Carbonnade is the French term for meat grilled over coals. This recipe was on a 'free recipe' 3 X 5 card I picked up at a United Supermarket, I think it was in Quanah, Texas on US-287 Between Ft Worth and Amarillo. I found the card while cleaning out my old pickup,getting ready to sell it, it had been behind the drivers seat for years. I finally gave it a try, It ain't half bad. See what you think.

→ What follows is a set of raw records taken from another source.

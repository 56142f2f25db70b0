//! IR → header text. Output is consumed by C preprocessors, so layout is exact:
//! one `#define NAME(PARAMS) BODY` per line, parameters joined with `, `.
use crate::ir::{Body, Define, Document, Item, Section};

pub const BANNER: &str = "/* Auto-generated. Do not edit by hand. */";

pub struct Codegen {
    out: String,
}

impl Codegen {
    pub fn new() -> Self {
        Self { out: String::new() }
    }

    pub fn emit(&mut self, doc: &Document) {
        self.line(BANNER);
        for line in &doc.preamble {
            self.comment(line);
        }
        self.out.push('\n');
        if let Some(include) = &doc.include {
            self.out.push_str(&format!("#include \"{include}\"\n\n"));
        }
        for section in &doc.sections {
            self.emit_section(section);
        }
    }

    pub fn into_string(self) -> String {
        self.out
    }

    fn emit_section(&mut self, section: &Section) {
        for line in &section.title {
            self.comment(line);
        }
        self.out.push('\n');
        for item in &section.items {
            match item {
                Item::Define(d) => {
                    let rendered = render_define(d);
                    self.line(&rendered);
                }
                Item::Comment(c) => self.comment(c),
                Item::Raw(lines) => lines.iter().for_each(|l| self.line(l)),
                Item::Blank => self.out.push('\n'),
            }
        }
    }

    fn comment(&mut self, text: &str) {
        self.out.push_str(&format!("/* {text} */\n"));
    }

    fn line(&mut self, text: &str) {
        self.out.push_str(text);
        self.out.push('\n');
    }
}

impl Default for Codegen {
    fn default() -> Self {
        Self::new()
    }
}

pub fn render_define(d: &Define) -> String {
    let body = match &d.body {
        Body::Nothing => "/* nothing */",
        Body::Expansion(s) => s.as_str(),
        Body::ErrorToken(tok) => tok,
    };
    format!("#define {}({}) {}", d.name, d.params.join(", "), body)
}

/// Render one document to text.
pub fn render(doc: &Document) -> String {
    let mut cg = Codegen::new();
    cg.emit(doc);
    cg.into_string()
}

#[cfg(test)]
mod tests {
    use super::*;
    use crate::family::Family;
    use crate::lower::{CountRange, FamilyShape, lower_family};

    #[test]
    fn plain_family_text() {
        let shape = FamilyShape::indexed(Family::ForEach, "D_INTERNAL_FOR_EACH_");
        let doc = Document {
            sections: vec![lower_family(&shape, CountRange::full(2))],
            ..Document::default()
        };
        let expected = "\
/* Auto-generated. Do not edit by hand. */

/* --- D_INTERNAL_FOR_EACH_N --- */

#define D_INTERNAL_FOR_EACH_0(_fn, ...) /* nothing */
#define D_INTERNAL_FOR_EACH_1(_fn, _1) _fn(_1)
#define D_INTERNAL_FOR_EACH_2(_fn, _1, _2) _fn(_1) _fn(_2)

";
        assert_eq!(render(&doc), expected);
    }

    #[test]
    fn pair_family_text_with_include() {
        let shape = FamilyShape::indexed(Family::PairSeparator, "D_INTERNAL_FOR_EACH_PAIR_SEPARATOR_");
        let doc = Document {
            include: Some("prev.h".into()),
            sections: vec![lower_family(&shape, CountRange::following(1, 3))],
            ..Document::default()
        };
        let expected = "\
/* Auto-generated. Do not edit by hand. */

#include \"prev.h\"

/* --- D_INTERNAL_FOR_EACH_PAIR_SEPARATOR_N (even only) --- */

#define D_INTERNAL_FOR_EACH_PAIR_SEPARATOR_2(_fn, _sep, _1, _2) _fn(_1, _2)
#define D_INTERNAL_FOR_EACH_PAIR_SEPARATOR_3(_fn, _sep, ...) D_INTERNAL_FOR_EACH_PAIR__ODD_ARG_COUNT_ERROR

";
        assert_eq!(render(&doc), expected);
    }

    #[test]
    fn preamble_lines_are_comments() {
        let doc = Document { preamble: vec!["max=4".into()], ..Document::default() };
        assert_eq!(render(&doc), format!("{BANNER}\n/* max=4 */\n\n"));
    }
}
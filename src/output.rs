//! File output: overwrite/create policy, writing, and per-file outcomes.
use std::path::{Path, PathBuf};
use std::time::Instant;

use anyhow::Context;
use serde::Serialize;

// ————————————————————————————————————————————————————————————————————————————
// TYPES
// ————————————————————————————————————————————————————————————————————————————

/// What to do with a file that already exists.
#[derive(Debug, Clone, Copy, PartialEq, Eq, Default)]
pub enum OverwritePolicy {
    /// Neither `--overwrite` nor `--no-overwrite`: overwrite, noted in the debug log.
    #[default]
    Unspecified,
    Always,
    Never,
}

/// Precondition on the destination's existence.
#[derive(Debug, Clone, Copy, PartialEq, Eq, Default)]
pub enum CreateCondition {
    #[default]
    Any,
    IfExists,
    IfNotExists,
}

#[derive(Debug, Clone, Copy, PartialEq, Eq, Default)]
pub struct WritePolicy {
    pub overwrite: OverwritePolicy,
    pub condition: CreateCondition,
}

#[derive(Debug, Clone, PartialEq, Eq)]
pub enum Decision {
    /// `replacing` is set when an existing file is overwritten without `--overwrite`.
    Write { replacing: bool },
    Skip(&'static str),
}

#[derive(Debug, Clone, PartialEq, Serialize)]
#[serde(tag = "status", rename_all = "snake_case")]
pub enum Status {
    Written,
    Skipped { reason: String },
    Failed { error: String },
}

/// Result of one target. Recorded once, never retried.
#[derive(Debug, Clone, PartialEq, Serialize)]
pub struct GenerationOutcome {
    pub path: PathBuf,
    #[serde(flatten)]
    pub status: Status,
    pub duration_ms: f64,
}

/// Aggregate of a run, serialized for `--report`.
#[derive(Debug, Clone, Default, Serialize)]
pub struct RunSummary {
    pub written: usize,
    pub skipped: usize,
    pub failed: usize,
    pub total_ms: f64,
    pub outcomes: Vec<GenerationOutcome>,
}

// ————————————————————————————————————————————————————————————————————————————
// IMPLEMENTATION
// ————————————————————————————————————————————————————————————————————————————

impl WritePolicy {
    pub fn decide(&self, path: &Path) -> Decision {
        let exists = path.exists();
        match self.condition {
            CreateCondition::IfExists if !exists => {
                return Decision::Skip("file does not exist (--if-exists specified)");
            }
            CreateCondition::IfNotExists if exists => {
                return Decision::Skip("file already exists (--if-not-exists specified)");
            }
            _ => {}
        }
        if !exists {
            return Decision::Write { replacing: false };
        }
        match self.overwrite {
            OverwritePolicy::Never => Decision::Skip("file exists and --no-overwrite specified"),
            OverwritePolicy::Always => Decision::Write { replacing: false },
            OverwritePolicy::Unspecified => Decision::Write { replacing: true },
        }
    }
}

/// Write `content` to `path` if the policy allows, creating parent directories.
///
/// Failures are captured in the outcome, never returned.
pub fn write_file(path: &Path, content: &str, decision: &Decision) -> GenerationOutcome {
    let started = Instant::now();
    let status = match decision {
        Decision::Skip(reason) => Status::Skipped { reason: reason.to_string() },
        Decision::Write { .. } => match write_with_parents(path, content) {
            Ok(()) => Status::Written,
            Err(error) => Status::Failed { error: format!("{error:#}") },
        },
    };
    GenerationOutcome {
        path: path.to_path_buf(),
        status,
        duration_ms: started.elapsed().as_secs_f64() * 1000.0,
    }
}

fn write_with_parents(path: &Path, content: &str) -> anyhow::Result<()> {
    if let Some(parent) = path.parent().filter(|p| !p.as_os_str().is_empty()) {
        std::fs::create_dir_all(parent)
            .with_context(|| format!("creating directory {}", parent.display()))?;
    }
    std::fs::write(path, content)?;
    Ok(())
}

impl RunSummary {
    pub fn record(&mut self, outcome: GenerationOutcome) {
        match outcome.status {
            Status::Written => self.written += 1,
            Status::Skipped { .. } => self.skipped += 1,
            Status::Failed { .. } => self.failed += 1,
        }
        self.outcomes.push(outcome);
    }

    /// Every target was written or deliberately skipped.
    pub fn succeeded(&self) -> bool {
        self.failed == 0
    }

    pub fn write_report(&self, path: &Path) -> anyhow::Result<()> {
        let json = serde_json::to_string_pretty(self)?;
        write_with_parents(path, &json).with_context(|| format!("writing report {}", path.display()))
    }
}

// ------------------------------- Tests ------------------------------------ //

#[cfg(test)]
mod tests {
    use super::*;

    fn policy(overwrite: OverwritePolicy, condition: CreateCondition) -> WritePolicy {
        WritePolicy { overwrite, condition }
    }

    #[test]
    fn decisions_for_missing_file() {
        let dir = tempfile::tempdir().unwrap();
        let path = dir.path().join("a.h");
        assert_eq!(WritePolicy::default().decide(&path), Decision::Write { replacing: false });
        assert_eq!(
            policy(OverwritePolicy::Never, CreateCondition::IfExists).decide(&path),
            Decision::Skip("file does not exist (--if-exists specified)")
        );
        assert_eq!(
            policy(OverwritePolicy::Never, CreateCondition::IfNotExists).decide(&path),
            Decision::Write { replacing: false }
        );
    }

    #[test]
    fn decisions_for_existing_file() {
        let dir = tempfile::tempdir().unwrap();
        let path = dir.path().join("a.h");
        std::fs::write(&path, "old").unwrap();
        assert_eq!(WritePolicy::default().decide(&path), Decision::Write { replacing: true });
        assert_eq!(
            policy(OverwritePolicy::Always, CreateCondition::Any).decide(&path),
            Decision::Write { replacing: false }
        );
        assert_eq!(
            policy(OverwritePolicy::Never, CreateCondition::Any).decide(&path),
            Decision::Skip("file exists and --no-overwrite specified")
        );
        assert_eq!(
            policy(OverwritePolicy::Always, CreateCondition::IfNotExists).decide(&path),
            Decision::Skip("file already exists (--if-not-exists specified)")
        );
        assert_eq!(
            policy(OverwritePolicy::Always, CreateCondition::IfExists).decide(&path),
            Decision::Write { replacing: false }
        );
    }

    #[test]
    fn writes_into_new_directories() {
        let dir = tempfile::tempdir().unwrap();
        let path = dir.path().join("nested/deeper/a.h");
        let outcome = write_file(&path, "#define X 1\n", &Decision::Write { replacing: false });
        assert_eq!(outcome.status, Status::Written);
        assert_eq!(std::fs::read_to_string(&path).unwrap(), "#define X 1\n");
    }

    #[test]
    fn failure_is_recorded_and_run_continues() {
        let dir = tempfile::tempdir().unwrap();
        let blocker = dir.path().join("file");
        std::fs::write(&blocker, "").unwrap();

        let mut summary = RunSummary::default();
        summary.record(write_file(&blocker.join("a.h"), "x", &Decision::Write { replacing: false }));
        summary.record(write_file(&dir.path().join("b.h"), "y", &Decision::Write { replacing: false }));
        summary.record(write_file(&dir.path().join("c.h"), "z", &Decision::Skip("file exists and --no-overwrite specified")));

        assert!(matches!(summary.outcomes[0].status, Status::Failed { .. }));
        assert_eq!((summary.written, summary.skipped, summary.failed), (1, 1, 1));
        assert!(!summary.succeeded());
        assert!(!dir.path().join("c.h").exists());
    }

    #[test]
    fn report_is_json() {
        let dir = tempfile::tempdir().unwrap();
        let mut summary = RunSummary::default();
        summary.record(GenerationOutcome {
            path: PathBuf::from("out/a.h"),
            status: Status::Skipped { reason: "file already exists (--if-not-exists specified)".into() },
            duration_ms: 0.5,
        });
        let report = dir.path().join("report/run.json");
        summary.write_report(&report).unwrap();

        let value: serde_json::Value = serde_json::from_str(&std::fs::read_to_string(&report).unwrap()).unwrap();
        assert_eq!(value["skipped"], 1);
        assert_eq!(value["outcomes"][0]["status"], "skipped");
        assert_eq!(value["outcomes"][0]["reason"], "file already exists (--if-not-exists specified)");
        assert_eq!(value["outcomes"][0]["path"], "out/a.h");
    }
}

IT DOES MARINATE OVERNIGHT.

Provided by Pierre Dance

Categories     Steak

Time 30m

Yield 4 serving(s)

Number Of Ingredients 10

1 cup rich full bodied beer, i used a czech pilsner.
2/3 cup onion, chopped
1/3 cup ketchup
2 tablespoons brown sugar
1 tablespoon Worcestershire sauce
4 teaspoons lemon juice
1/2 teaspoon freshly ground new mexico chile powder
1/2 teaspoon fresh ground black pepper
1/2 teaspoon paprika (Find a spice shop that sells the good stuff.)
4 top sirloin steaks, 1 inch thick

Steps:

  • Combine all ingredients except the steaks in a sauce pan over medium heat.
  • Simmer uncovered for 5-6 minutes.
  • Set aside to cool.
  • Place each steak in a ziplock bag.
  • Divide the marinade 1/4 into each bag.
  • Place the bags in a bowl, to catch any drips.
  • Refridgerate.
  • Marinate over night.
  • Light off the grill to a medium heat.
  • Grill 5-6 minutes on each side for rare.
  • If you grill them longer don't blame me.
  • Serve with"Corn on the Grill" Kemke#74628 and lots of cold beer.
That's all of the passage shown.